> **Task statement**
For every line in the entries that contains "about", show the whole line.

[Dataset entries]
===============
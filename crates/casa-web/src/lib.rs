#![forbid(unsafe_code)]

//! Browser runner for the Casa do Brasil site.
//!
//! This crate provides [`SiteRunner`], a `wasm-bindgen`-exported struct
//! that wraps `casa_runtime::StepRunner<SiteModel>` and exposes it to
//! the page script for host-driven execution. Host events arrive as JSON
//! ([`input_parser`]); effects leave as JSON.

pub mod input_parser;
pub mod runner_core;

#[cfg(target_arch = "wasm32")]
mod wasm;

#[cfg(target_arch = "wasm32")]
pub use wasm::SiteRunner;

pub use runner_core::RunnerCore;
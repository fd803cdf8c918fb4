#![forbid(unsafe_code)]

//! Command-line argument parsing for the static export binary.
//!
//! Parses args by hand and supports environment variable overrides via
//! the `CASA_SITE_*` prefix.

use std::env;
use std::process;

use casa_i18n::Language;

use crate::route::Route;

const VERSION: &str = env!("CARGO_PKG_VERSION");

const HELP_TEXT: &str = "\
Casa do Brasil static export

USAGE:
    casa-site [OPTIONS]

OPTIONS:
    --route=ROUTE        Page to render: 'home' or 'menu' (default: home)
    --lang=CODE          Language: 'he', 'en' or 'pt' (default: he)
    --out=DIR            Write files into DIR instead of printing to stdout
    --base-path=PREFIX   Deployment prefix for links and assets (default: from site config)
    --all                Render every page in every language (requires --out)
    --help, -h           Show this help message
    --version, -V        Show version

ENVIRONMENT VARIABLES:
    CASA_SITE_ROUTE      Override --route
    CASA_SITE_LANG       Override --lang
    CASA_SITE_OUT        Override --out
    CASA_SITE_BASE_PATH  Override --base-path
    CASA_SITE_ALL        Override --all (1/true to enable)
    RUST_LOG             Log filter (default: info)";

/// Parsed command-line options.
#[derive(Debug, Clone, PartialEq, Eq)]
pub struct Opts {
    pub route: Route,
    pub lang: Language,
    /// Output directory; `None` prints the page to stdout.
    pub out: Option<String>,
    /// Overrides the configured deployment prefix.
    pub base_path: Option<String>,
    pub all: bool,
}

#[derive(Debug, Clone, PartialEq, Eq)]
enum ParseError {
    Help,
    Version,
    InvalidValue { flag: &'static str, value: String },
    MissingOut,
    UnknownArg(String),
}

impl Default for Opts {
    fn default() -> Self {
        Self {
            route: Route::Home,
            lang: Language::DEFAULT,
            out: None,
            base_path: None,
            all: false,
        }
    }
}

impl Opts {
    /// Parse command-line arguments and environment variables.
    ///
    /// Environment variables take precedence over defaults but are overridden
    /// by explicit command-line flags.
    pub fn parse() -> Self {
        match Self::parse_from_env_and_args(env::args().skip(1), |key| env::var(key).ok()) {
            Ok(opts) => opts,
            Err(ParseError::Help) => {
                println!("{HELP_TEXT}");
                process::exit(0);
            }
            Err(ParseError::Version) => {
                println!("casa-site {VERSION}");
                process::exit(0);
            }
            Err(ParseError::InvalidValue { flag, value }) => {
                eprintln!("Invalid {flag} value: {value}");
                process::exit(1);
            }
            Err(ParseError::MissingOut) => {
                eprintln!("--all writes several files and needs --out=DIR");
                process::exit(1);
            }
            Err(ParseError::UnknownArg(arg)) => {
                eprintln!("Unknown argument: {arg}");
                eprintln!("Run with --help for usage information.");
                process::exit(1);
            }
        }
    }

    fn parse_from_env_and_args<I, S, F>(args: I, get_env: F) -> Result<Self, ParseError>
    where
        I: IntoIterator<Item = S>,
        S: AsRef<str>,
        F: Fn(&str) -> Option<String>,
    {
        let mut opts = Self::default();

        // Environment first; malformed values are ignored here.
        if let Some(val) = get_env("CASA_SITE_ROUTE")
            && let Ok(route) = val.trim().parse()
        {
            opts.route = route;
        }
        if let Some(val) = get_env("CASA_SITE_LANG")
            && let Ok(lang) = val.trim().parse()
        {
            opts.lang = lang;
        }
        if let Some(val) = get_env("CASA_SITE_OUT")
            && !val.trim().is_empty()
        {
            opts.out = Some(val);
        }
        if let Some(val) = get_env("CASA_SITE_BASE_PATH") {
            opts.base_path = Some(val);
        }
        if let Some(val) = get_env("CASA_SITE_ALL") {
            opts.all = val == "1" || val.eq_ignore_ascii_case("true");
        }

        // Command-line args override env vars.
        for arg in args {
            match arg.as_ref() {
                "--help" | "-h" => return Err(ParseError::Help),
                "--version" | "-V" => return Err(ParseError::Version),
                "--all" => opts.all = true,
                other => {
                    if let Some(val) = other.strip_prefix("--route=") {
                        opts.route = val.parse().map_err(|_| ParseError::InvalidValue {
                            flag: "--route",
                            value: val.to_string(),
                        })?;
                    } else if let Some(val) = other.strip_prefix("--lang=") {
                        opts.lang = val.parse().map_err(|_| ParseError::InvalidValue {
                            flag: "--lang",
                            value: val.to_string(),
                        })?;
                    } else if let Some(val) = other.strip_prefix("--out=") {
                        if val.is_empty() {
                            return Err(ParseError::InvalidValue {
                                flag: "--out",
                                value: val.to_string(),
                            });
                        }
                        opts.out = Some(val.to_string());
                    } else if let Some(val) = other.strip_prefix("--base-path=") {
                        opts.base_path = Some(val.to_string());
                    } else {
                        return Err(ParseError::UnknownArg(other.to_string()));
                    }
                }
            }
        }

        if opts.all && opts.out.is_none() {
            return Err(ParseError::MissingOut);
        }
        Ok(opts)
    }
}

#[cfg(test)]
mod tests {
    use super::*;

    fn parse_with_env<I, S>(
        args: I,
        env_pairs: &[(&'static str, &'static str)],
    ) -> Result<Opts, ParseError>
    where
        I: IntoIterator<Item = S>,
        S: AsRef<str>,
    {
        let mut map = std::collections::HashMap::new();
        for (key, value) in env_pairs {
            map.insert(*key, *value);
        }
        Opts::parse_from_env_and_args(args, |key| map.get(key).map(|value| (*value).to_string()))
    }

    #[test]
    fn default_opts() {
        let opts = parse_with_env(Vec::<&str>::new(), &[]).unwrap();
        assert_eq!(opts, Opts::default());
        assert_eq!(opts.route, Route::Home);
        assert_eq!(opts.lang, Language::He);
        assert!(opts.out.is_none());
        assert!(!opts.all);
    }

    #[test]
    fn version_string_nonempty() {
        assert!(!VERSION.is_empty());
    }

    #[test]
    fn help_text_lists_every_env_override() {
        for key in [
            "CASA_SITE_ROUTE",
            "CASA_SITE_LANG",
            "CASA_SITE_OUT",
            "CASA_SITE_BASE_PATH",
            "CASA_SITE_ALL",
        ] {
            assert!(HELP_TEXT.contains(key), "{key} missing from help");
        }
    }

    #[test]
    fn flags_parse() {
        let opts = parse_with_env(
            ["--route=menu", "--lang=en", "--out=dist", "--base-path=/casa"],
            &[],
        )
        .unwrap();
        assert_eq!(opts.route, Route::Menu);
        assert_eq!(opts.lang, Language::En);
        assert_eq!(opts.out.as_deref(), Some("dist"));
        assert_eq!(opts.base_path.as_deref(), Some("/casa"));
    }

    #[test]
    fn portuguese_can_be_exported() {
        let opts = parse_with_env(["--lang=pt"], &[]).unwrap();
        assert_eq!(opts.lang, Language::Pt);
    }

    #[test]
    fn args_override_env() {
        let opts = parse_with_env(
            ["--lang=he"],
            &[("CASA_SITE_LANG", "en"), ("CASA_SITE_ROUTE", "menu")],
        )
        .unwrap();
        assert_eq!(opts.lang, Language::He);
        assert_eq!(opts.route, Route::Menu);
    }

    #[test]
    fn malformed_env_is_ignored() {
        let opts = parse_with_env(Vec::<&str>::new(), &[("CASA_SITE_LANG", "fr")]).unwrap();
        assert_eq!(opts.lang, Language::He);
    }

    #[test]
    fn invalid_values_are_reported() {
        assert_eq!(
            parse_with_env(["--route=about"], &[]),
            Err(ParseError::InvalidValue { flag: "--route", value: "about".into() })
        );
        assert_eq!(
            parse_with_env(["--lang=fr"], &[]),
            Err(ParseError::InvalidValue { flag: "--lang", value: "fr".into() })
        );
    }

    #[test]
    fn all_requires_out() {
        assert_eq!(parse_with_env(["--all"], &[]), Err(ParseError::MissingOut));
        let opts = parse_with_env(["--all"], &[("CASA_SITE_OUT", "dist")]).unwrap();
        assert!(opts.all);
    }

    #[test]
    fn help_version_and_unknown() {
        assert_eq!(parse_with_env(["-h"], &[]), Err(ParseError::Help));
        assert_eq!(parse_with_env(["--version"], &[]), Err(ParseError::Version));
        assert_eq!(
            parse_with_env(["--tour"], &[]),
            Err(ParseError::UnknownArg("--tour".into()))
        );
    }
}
===============
> **Answer**
            parse_with_env(["--route=about"], &[]),
            Err(ParseError::InvalidValue { flag: "--route", value: "about".into() })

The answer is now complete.